(Collected data)
Start of Block
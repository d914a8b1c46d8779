use std::ops::{Add, Mul, Sub};

#[derive(Copy, Clone, Debug, Default, PartialEq)]
pub struct Vec2<T> {
    pub x: T,
    pub y: T,
}

impl<T> Vec2<T> {
    #[inline]
    pub fn new(x: T, y: T) -> Self {
        Self { x, y }
    }
}

impl<T: Copy + Sub<Output = T> + Mul<Output = T>> Vec2<T> {
    /// Z component of the 3-D cross product, i.e. twice the signed area of
    /// the parallelogram spanned by both vectors.
    #[inline]
    pub fn cross(&self, other: &Vec2<T>) -> T {
        self.x * other.y - self.y * other.x
    }
}

impl Vec2<f64> {
    #[inline]
    pub fn len(&self) -> f64 {
        (self.x * self.x + self.y * self.y).sqrt()
    }

    /// Polar angle in degrees, in `(-180, 180]`. The zero vector has angle 0.
    #[inline]
    pub fn angle(&self) -> f64 {
        self.y.atan2(self.x).to_degrees()
    }
}

impl<T: Add<Output = T>> Add for Vec2<T> {
    type Output = Vec2<T>;

    #[inline]
    fn add(self, other: Vec2<T>) -> Self::Output {
        Vec2 {
            x: self.x + other.x,
            y: self.y + other.y,
        }
    }
}

impl<T: Sub<Output = T>> Sub for Vec2<T> {
    type Output = Vec2<T>;

    #[inline]
    fn sub(self, other: Vec2<T>) -> Self::Output {
        Vec2 {
            x: self.x - other.x,
            y: self.y - other.y,
        }
    }
}

#[test]
fn cross_is_signed_area() {
    let a = Vec2::new(2.0, 0.0);
    let b = Vec2::new(0.0, 3.0);

    assert_eq!(6.0, a.cross(&b));
    assert_eq!(-6.0, b.cross(&a));
}

#[test]
fn angle_of_axes() {
    assert_eq!(0.0, Vec2::new(0.0, 0.0).angle());
    assert_eq!(0.0, Vec2::new(1.0, 0.0).angle());
    assert!((Vec2::new(0.0, 0.5).angle() - 90.0).abs() < 1e-9);
    assert!((Vec2::new(1.0, 1.0).angle() - 45.0).abs() < 1e-9);
}

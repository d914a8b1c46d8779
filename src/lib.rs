//! Procedural low-poly backgrounds.
//!
//! A jittered lattice of points is split into triangles, each triangle is
//! colored from a gradient and painted onto a [`Surface`].

#[macro_use]
extern crate serde_derive;

pub use crate::background::{Background, Summary};
pub use crate::color::Color;
pub use crate::config::{GradientOptions, Options, Randomness};
pub use crate::error::{Error, Result};
pub use crate::random::{Entropy, RandomSource};
pub use crate::surface::{Canvas, Surface};

pub mod background;
pub mod color;
pub mod config;
pub mod error;
pub mod geometry;
pub mod gradient;
pub mod perturb;
pub mod random;
pub mod shader;
pub mod surface;
pub mod vec2;
use std::error::Error;
use std::path::PathBuf;
use std::time::Instant;

use clap::Parser;
use log::info;

use lowpoly::{Background, Canvas, Entropy, Options, RandomSource};

/// Renders a low-poly triangle background to a PNG.
#[derive(Debug, Parser)]
#[command(version)]
struct Args {
    /// JSON options file.
    config: PathBuf,
    /// Output image.
    #[arg(short, long, default_value = "background.png")]
    output: PathBuf,
    #[arg(long, default_value_t = 1920)]
    width: u32,
    #[arg(long, default_value_t = 1080)]
    height: u32,
    /// Makes the output reproducible.
    #[arg(long)]
    seed: Option<u64>,
}

fn main() -> Result<(), Box<dyn Error>> {
    env_logger::Builder::from_env(env_logger::Env::default().default_filter_or("info")).init();
    let args = Args::parse();

    let options = Options::load(&args.config)?;
    let background = Background::new(options)?;
    let mut canvas = Canvas::new(args.width, args.height, background.options().background)?;

    let mut rng: Box<dyn RandomSource> = match args.seed {
        Some(seed) => Box::new(Entropy::seeded(seed)),
        None => Box::new(Entropy::thread()),
    };

    info!("Start drawing ...");
    let now = Instant::now();

    let summary = background.paint(&mut canvas, &mut *rng)?;

    let elapsed = now.elapsed();
    info!(
        "Finished, elapsed: {:.3} ms, {}x{} lattice, {} triangles",
        elapsed.as_secs_f64() * 1000.0,
        summary.lattice.cols,
        summary.lattice.rows,
        summary.triangles
    );

    canvas.save(&args.output)?;
    info!("Saved {}", args.output.display());

    Ok(())
}
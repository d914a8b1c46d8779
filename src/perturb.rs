use crate::random::RandomSource;

/// Jitter magnitudes for one randomization pass.
#[derive(Copy, Clone, Debug, Default, PartialEq)]
pub struct Noise {
    /// Canvas-space jitter in pixels. Offsets are floored to whole pixels.
    pub pixels: f64,
    /// Jitter of normalized lattice coordinates.
    pub local: f64,
}

impl Noise {
    /// Local jitter is the pixel jitter expressed as a fraction of the canvas width.
    pub fn new(pixels: f64, canvas_width: f64) -> Self {
        Self {
            pixels,
            local: pixels / canvas_width,
        }
    }
}

pub trait Perturb {
    fn perturb(&mut self, noise: &Noise, rng: &mut dyn RandomSource);
}
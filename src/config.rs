//! Background options as read from JSON.
//!
//! ```json
//! {
//!     "x": 12, "y": 8,
//!     "randomness": { "pos": 30, "size": 2, "color": 8 },
//!     "angle": 30,
//!     "gradient": ["#1d2b64", "#f8cdda"]
//! }
//! ```
//!
//! A `gradient` given as `{ "from": .., "to": .. }` selects the two-color
//! gradient instead, whose color noise lives in `gradient.randomness`.

use std::{fs::File, io::BufReader, path::Path};

use crate::{
    color::Color,
    error::{Error, Result},
    geometry::Lattice,
};

#[derive(Clone, Debug, Deserialize, PartialEq)]
pub struct Options {
    /// Lattice columns.
    #[serde(alias = "w")]
    pub x: u32,
    /// Lattice rows.
    #[serde(alias = "h")]
    pub y: u32,
    #[serde(default)]
    pub randomness: Randomness,
    /// Gradient direction in degrees. Multi-stop gradients only.
    #[serde(default)]
    pub angle: f64,
    pub gradient: GradientOptions,
    /// Draws every jittered lattice point on top of the mesh.
    #[serde(default)]
    pub dots: bool,
    /// Samples colors from lattice positions before jitter.
    #[serde(default = "default_stable_sampling")]
    pub stable_sampling: bool,
    /// Canvas color behind the mesh.
    #[serde(default)]
    pub background: Color,
}

/// Upper bound of per-channel color noise.
pub const MAX_COLOR_RANDOMNESS: u32 = 255;
/// Upper bound of lattice resolution noise.
pub const MAX_SIZE_RANDOMNESS: u32 = 1024;

fn default_stable_sampling() -> bool {
    true
}

/// Either one pixel jitter magnitude or per-concern magnitudes.
#[derive(Copy, Clone, Debug, Deserialize, PartialEq)]
#[serde(untagged)]
pub enum Randomness {
    Pos(u32),
    Split {
        #[serde(default)]
        pos: u32,
        #[serde(default)]
        size: u32,
        #[serde(default)]
        color: u32,
    },
}

impl Default for Randomness {
    fn default() -> Self {
        Randomness::Split {
            pos: 0,
            size: 0,
            color: 0,
        }
    }
}

impl Randomness {
    /// Point jitter in pixels.
    pub fn pos(&self) -> u32 {
        match *self {
            Randomness::Pos(pos) => pos,
            Randomness::Split { pos, .. } => pos,
        }
    }

    /// Jitter of the lattice resolution.
    pub fn size(&self) -> u32 {
        match *self {
            Randomness::Pos(..) => 0,
            Randomness::Split { size, .. } => size,
        }
    }

    /// Per-channel color noise.
    pub fn color(&self) -> u32 {
        match *self {
            Randomness::Pos(..) => 0,
            Randomness::Split { color, .. } => color,
        }
    }
}

#[derive(Clone, Debug, Deserialize, PartialEq)]
#[serde(untagged)]
pub enum GradientOptions {
    /// Evenly spaced stops, rotated by `angle`.
    Stops(Vec<Color>),
    /// Two colors blended across the canvas width.
    Linear {
        from: Color,
        to: Color,
        #[serde(default)]
        randomness: Option<u32>,
        /// Keeps the blend position inside `[0, 1]`.
        #[serde(default = "default_clamp")]
        clamp: bool,
    },
}

fn default_clamp() -> bool {
    true
}

impl Options {
    pub fn load<P: AsRef<Path>>(path: P) -> Result<Self> {
        let file = File::open(path)?;
        let options: Options = serde_json::from_reader(BufReader::new(file))?;
        options.validate()?;

        Ok(options)
    }

    pub fn from_json(json: &str) -> Result<Self> {
        let options: Options = serde_json::from_str(json)?;
        options.validate()?;

        Ok(options)
    }

    pub fn validate(&self) -> Result<()> {
        self.lattice()?;

        match &self.gradient {
            GradientOptions::Stops(colors) if colors.is_empty() => return Err(Error::EmptyGradient),
            GradientOptions::Linear {
                randomness: Some(randomness),
                ..
            } => at_most("gradient.randomness", *randomness, MAX_COLOR_RANDOMNESS)?,
            _ => {}
        }

        at_most("randomness.color", self.randomness.color(), MAX_COLOR_RANDOMNESS)?;
        at_most("randomness.size", self.randomness.size(), MAX_SIZE_RANDOMNESS)?;

        Ok(())
    }

    pub fn lattice(&self) -> Result<Lattice> {
        Lattice::new(self.x, self.y)
    }

    /// Color noise, preferring the two-color gradient's own setting.
    pub fn color_randomness(&self) -> u32 {
        match self.gradient {
            GradientOptions::Linear {
                randomness: Some(randomness),
                ..
            } => randomness,
            _ => self.randomness.color(),
        }
    }
}

fn at_most(option: &'static str, value: u32, max: u32) -> Result<()> {
    if value > max {
        return Err(Error::InvalidRandomness { option, value, max });
    }

    Ok(())
}

#[test]
fn angle_gradient_options() {
    let options = Options::from_json(
        r##"{
            "x": 12, "y": 8,
            "randomness": { "pos": 30, "size": 2, "color": 8 },
            "angle": 30,
            "gradient": ["#1d2b64", "#f8cdda"]
        }"##,
    )
    .unwrap();

    assert_eq!(Lattice { cols: 12, rows: 8 }, options.lattice().unwrap());
    assert_eq!(30, options.randomness.pos());
    assert_eq!(2, options.randomness.size());
    assert_eq!(8, options.color_randomness());
    assert_eq!(30.0, options.angle);
    assert_eq!(
        GradientOptions::Stops(vec![Color::new(0x1d, 0x2b, 0x64), Color::new(0xf8, 0xcd, 0xda)]),
        options.gradient
    );
    assert!(!options.dots);
    assert!(options.stable_sampling);
    assert_eq!(Color::BLACK, options.background);
}

#[test]
fn linear_gradient_options_with_aliases() {
    let options = Options::from_json(
        r##"{
            "w": 5, "h": 3,
            "randomness": 20,
            "gradient": { "from": "#000000", "to": "#ffffff", "randomness": 6 }
        }"##,
    )
    .unwrap();

    assert_eq!(Lattice { cols: 5, rows: 3 }, options.lattice().unwrap());
    assert_eq!(Randomness::Pos(20), options.randomness);
    assert_eq!(0, options.randomness.size());
    assert_eq!(6, options.color_randomness());
    assert_eq!(
        GradientOptions::Linear {
            from: Color::new(0, 0, 0),
            to: Color::new(255, 255, 255),
            randomness: Some(6),
            clamp: true,
        },
        options.gradient
    );
}

#[test]
fn missing_randomness_means_none() {
    let options = Options::from_json(r##"{ "x": 1, "y": 1, "gradient": ["#010203"], "dots": true }"##).unwrap();

    assert_eq!(0, options.randomness.pos());
    assert_eq!(0, options.randomness.size());
    assert_eq!(0, options.color_randomness());
    assert!(options.dots);
}

#[test]
fn invalid_options_are_rejected() {
    let zero = Options::from_json(r##"{ "x": 0, "y": 4, "gradient": ["#ffffff"] }"##);
    assert!(matches!(zero, Err(Error::InvalidResolution { cols: 0, rows: 4 })));

    let empty = Options::from_json(r##"{ "x": 2, "y": 2, "gradient": [] }"##);
    assert!(matches!(empty, Err(Error::EmptyGradient)));

    let bad_color = Options::from_json(r##"{ "x": 2, "y": 2, "gradient": ["#12345z"] }"##);
    assert!(matches!(bad_color, Err(Error::Json(..))));

    let negative = Options::from_json(r##"{ "x": -2, "y": 2, "gradient": ["#123456"] }"##);
    assert!(matches!(negative, Err(Error::Json(..))));
}

#[test]
fn randomness_is_bounded() {
    let color = Options::from_json(r##"{ "x": 2, "y": 2, "randomness": { "color": 256 }, "gradient": ["#ffffff"] }"##);
    assert!(matches!(
        color,
        Err(Error::InvalidRandomness { option: "randomness.color", value: 256, max: 255 })
    ));

    let linear = Options::from_json(
        r##"{ "x": 2, "y": 2, "gradient": { "from": "#000000", "to": "#ffffff", "randomness": 300 } }"##,
    );
    assert!(matches!(
        linear,
        Err(Error::InvalidRandomness { option: "gradient.randomness", value: 300, max: 255 })
    ));

    let size = Options::from_json(r##"{ "x": 2, "y": 2, "randomness": { "size": 5000 }, "gradient": ["#ffffff"] }"##);
    assert!(matches!(
        size,
        Err(Error::InvalidRandomness { option: "randomness.size", value: 5000, max: 1024 })
    ));

    let edge = Options::from_json(
        r##"{ "x": 2, "y": 2, "randomness": { "pos": 4000000000, "size": 1024, "color": 255 }, "gradient": ["#ffffff"] }"##,
    );
    assert!(edge.is_ok());
}
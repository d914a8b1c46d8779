use thiserror::Error;

#[derive(Debug, Error)]
pub enum Error {
    #[error("invalid color {0:?}, expected `#rrggbb`")]
    InvalidColor(String),
    #[error("lattice resolution must be at least 1x1, got {cols}x{rows}")]
    InvalidResolution { cols: u32, rows: u32 },
    #[error("`{option}` must be at most {max}, got {value}")]
    InvalidRandomness { option: &'static str, value: u32, max: u32 },
    #[error("gradient must contain at least one color")]
    EmptyGradient,
    #[error("canvas must not be empty, got {width}x{height}")]
    EmptyCanvas { width: u32, height: u32 },
    #[error(transparent)]
    Io(#[from] std::io::Error),
    #[error(transparent)]
    Json(#[from] serde_json::Error),
    #[error(transparent)]
    Image(#[from] image::ImageError),
}

pub type Result<T> = std::result::Result<T, Error>;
End of Block
### Your goal
Print exactly the lines above from the one with "Options = serde_json::from_reader(BufReader::new(file))?;" to the one with "pub fn lattice(&self)", including both.

### Your response
        let options: Options = serde_json::from_reader(BufReader::new(file))?;
        options.validate()?;

        Ok(options)
    }

    pub fn from_json(json: &str) -> Result<Self> {
        let options: Options = serde_json::from_str(json)?;
        options.validate()?;

        Ok(options)
    }

    pub fn validate(&self) -> Result<()> {
        self.lattice()?;

        match &self.gradient {
            GradientOptions::Stops(colors) if colors.is_empty() => return Err(Error::EmptyGradient),
            GradientOptions::Linear {
                randomness: Some(randomness),
                ..
            } => at_most("gradient.randomness", *randomness, MAX_COLOR_RANDOMNESS)?,
            _ => {}
        }

        at_most("randomness.color", self.randomness.color(), MAX_COLOR_RANDOMNESS)?;
        at_most("randomness.size", self.randomness.size(), MAX_SIZE_RANDOMNESS)?;

        Ok(())
    }

    pub fn lattice(&self) -> Result<Lattice> {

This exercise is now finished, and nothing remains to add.